Consumer choice. The bill proposes to limit the ability of an
eligible enrollee to transfer service and receive a subsidy if
they have previously enrolled in a program within the past 60
days. The CPUC's third party administrator of the LifeLine
program provides a real-time verification system based on
matching a person's name and address. However, if there is no
match based on name or address, then the process to verify
eligibility becomes more difficult. Ultimately, an improved
verification system can help reduce fraud or mistakes in
enrolling someone who is not eligible. In those situations, the
wireless provider is left holding the bag which includes the
hardware - telephone and accessories. It may be that 60 days is
too long a period to institute a "port freeze" on someone who
may urgently need a phone and 14 days is too short to provide a
subscriber the opportunity to terminate their service without a
termination fee. This portion of the bill merits further
attention to ensure consumers are appropriately protected.
Prior/Related Legislation
AB 2570 (Quirk) Page 6 of ?
AB 2213 (Fuentes, Chapter 381, Statutes of 2010) deleted
references to LifeLine service being a residential basic
telephone service, required that an eligible low-income
subscriber be provided with one lifeline subscription per
household, and made findings that technologies beyond
traditional landline telephones could be used to offer
low-income citizens access to affordable, reliable, and high
quality basic telephone service.
AB 1407 (Bradford, 2014) would have phased out the existing
lifeline program for basic landline service and created a new
lifeline discount of $11.85 per month for voice communication
services from a telephone corporation or eligible wireless and
Voice over Internet Protocol (VoIP) providers. The bill would
have prohibit the CPUC from requiring state LifeLine providers
to offer more than is required under the federal LifeLine
Program. Died in the Senate Committee on Appropriations.

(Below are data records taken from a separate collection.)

use crate::models::error::SError;
use crate::utils::path::{confine, confine_from};
use camino::{Utf8Path, Utf8PathBuf};
use std::fs;

/// Filesystem access for automation scripts.
///
/// Writes are confined to the session's extracted content. Reads resolve relative to the
/// linked content directory inside the game but may reach anything under the game directory.
#[derive(Clone, Debug)]
pub struct SandboxFs {
    write_root: Utf8PathBuf,
    read_base: Utf8PathBuf,
    read_origin: Utf8PathBuf,
}

impl SandboxFs {
    pub fn new(write_root: &Utf8Path, read_base: &Utf8Path, read_origin: &Utf8Path) -> Self {
        Self {
            write_root: write_root.to_owned(),
            read_base: read_base.to_owned(),
            read_origin: read_origin.to_owned(),
        }
    }

    pub fn write_root(&self) -> &Utf8Path {
        &self.write_root
    }

    /// Resolves a path for a mutating op. Besides the lexical check, the deepest existing
    /// ancestor must still be inside the root once links are followed.
    pub fn resolve_write(&self, op: &str, path: &str) -> Result<Utf8PathBuf, SError> {
        let violation = || SError::SandboxViolation(format!("{op}: Path traversal detected"));

        let full = confine(&self.write_root, path).ok_or_else(violation)?;

        let root = dunce::canonicalize(&self.write_root)?;
        let mut probe = full.as_path();
        while !probe.exists() {
            probe = probe.parent().ok_or_else(violation)?;
        }
        if !dunce::canonicalize(probe)?.starts_with(&root) {
            return Err(violation());
        }
        Ok(full)
    }

    /// Resolves a path for reading. An existing target must also land inside the game
    /// directory or the content root after links are followed, since the content link
    /// itself points into the cache.
    pub fn resolve_read(&self, op: &str, path: &str) -> Result<Utf8PathBuf, SError> {
        let violation = || SError::SandboxViolation(format!("{op}: Path traversal detected"));

        let full = confine_from(&self.read_base, &self.read_origin, path).ok_or_else(violation)?;
        if !full.exists() {
            return Ok(full);
        }

        let resolved = dunce::canonicalize(&full)?;
        let inside = [&self.read_base, &self.write_root]
            .into_iter()
            .filter_map(|root| dunce::canonicalize(root).ok())
            .any(|root| resolved.starts_with(root));
        if !inside {
            return Err(violation());
        }
        Ok(full)
    }

    /// Like `resolve_write`, but the root itself is off limits.
    fn resolve_entry(&self, op: &str, path: &str) -> Result<Utf8PathBuf, SError> {
        let full = self.resolve_write(op, path)?;
        if confine(&self.write_root, ".").as_ref() == Some(&full) {
            return Err(SError::SandboxViolation(format!("{op}: Refusing to touch the content root")));
        }
        Ok(full)
    }

    pub fn mkdir(&self, path: &str) -> Result<(), SError> {
        let full = self.resolve_write("fs.mkdir", path)?;
        if full.exists() {
            return Err(SError::Script("fs.mkdir: Path already exists".into()));
        }
        fs::create_dir_all(full)?;
        Ok(())
    }

    pub fn unlink(&self, path: &str) -> Result<(), SError> {
        let full = self.resolve_entry("fs.unlink", path)?;
        let meta = fs::symlink_metadata(&full)
            .map_err(|_| SError::Script("fs.unlink: Path does not exist".into()))?;

        if meta.is_dir() {
            fs::remove_dir_all(full)?;
        } else {
            fs::remove_file(full)?;
        }
        Ok(())
    }

    pub fn read(&self, path: &str) -> Result<String, SError> {
        let full = self.resolve_read("fs.read", path)?;
        if !full.exists() {
            return Err(SError::Script("fs.read: File does not exist".into()));
        }
        if !full.is_file() {
            return Err(SError::Script("fs.read: Path is not a file".into()));
        }
        let bytes = fs::read(full)?;
        Ok(String::from_utf8_lossy(&bytes).into_owned())
    }

    pub fn write(&self, path: &str, contents: &str) -> Result<(), SError> {
        let full = self.resolve_write("fs.write", path)?;
        if full.exists() && !full.is_file() {
            return Err(SError::Script(
                "fs.write: Path already exists and is not a file".into(),
            ));
        }
        fs::write(full, contents)?;
        Ok(())
    }

    pub fn rename(&self, old_path: &str, new_path: &str) -> Result<(), SError> {
        let old_full = self.resolve_entry("fs.rename", old_path)?;
        let new_full = self.resolve_entry("fs.rename", new_path)?;

        if !old_full.exists() {
            return Err(SError::Script("fs.rename: Path does not exist".into()));
        }
        if new_full.exists() {
            return Err(SError::Script("fs.rename: New path already occupied".into()));
        }
        fs::rename(old_full, new_full)?;
        Ok(())
    }
}
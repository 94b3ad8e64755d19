use base64::engine::general_purpose::URL_SAFE_NO_PAD;
use base64::Engine;

/// Stable file name for a cached download, derived from its URL or path.
/// Blake3 truncated to 16 bytes, base64url without padding (~22 characters).
pub fn cache_key(reference: &str) -> String {
    let hash = blake3::hash(reference.as_bytes());
    URL_SAFE_NO_PAD.encode(&hash.as_bytes()[..16])
}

FISCAL EFFECT: Appropriation: No Fiscal
Com.: Yes Local: No
SUPPORT:
enTouch Wireless
Pacoima Beautiful
State Board of Equalization
TruConnect Communications, Inc.
OPPOSITION (unless amended):
California Association of Competitive Telecommunications
Companies
California Cable and Telecommunications Association
Consolidated Communications, Inc.
The Utility Reform Network
ARGUMENTS IN SUPPORT: According to the author, "The CPUC
initially refunded wireless lifeline providers every 45 days for
the upfront costs to companies in providing a phone and the
communication services. However, in early 2015, the CPUC
changed its reimbursement period to 120 days which has resulted
in service providers leaving the marketplace, going into debt to
cover capital and operations costs, and ultimately hurting
low-income consumers by reducing service options. Additionally,
AB 2570 (Quirk) Page 7 of ?
the enrollment process has experienced problems with customers
enrolling in multiple service plans within a short period of
time. This is problematic for service providers because the
reimbursement subsidies from the state and federal government
are eligible one time to a consumer. Providers are finding that
after waiting nearly three months for the CPUC's reimbursement,
a portion of their subscribers were in fact ineligible for the
service all along."
ARGUMENTS IN OPPOSITION: The opponents to this bill, CCTA and
CalTEL argue that this bill's provisions should apply to all
technologies, not only wireless telephone service. They raise
concerns that the reimbursement rates proposed by this bill
would result in the CPUC prioritizing reimbursements for
wireless providers' ahead of reimbursements for other lifeline
service providers.
In opposing this bill, the Utility Reform Network (TURN) argues
that these issues raised in this bill are better left to
decision-making by the CPUC within its proceedings. TURN
asserts that "AB 2570 attempts to short circuit the CPUC's
process by creating a prescriptive legislative mandate on two
critical issues affecting the administration of the program -
carrier reimbursement payment schedules from the LifeLine Fund
and restrictions on customer choice of LifeLine providers."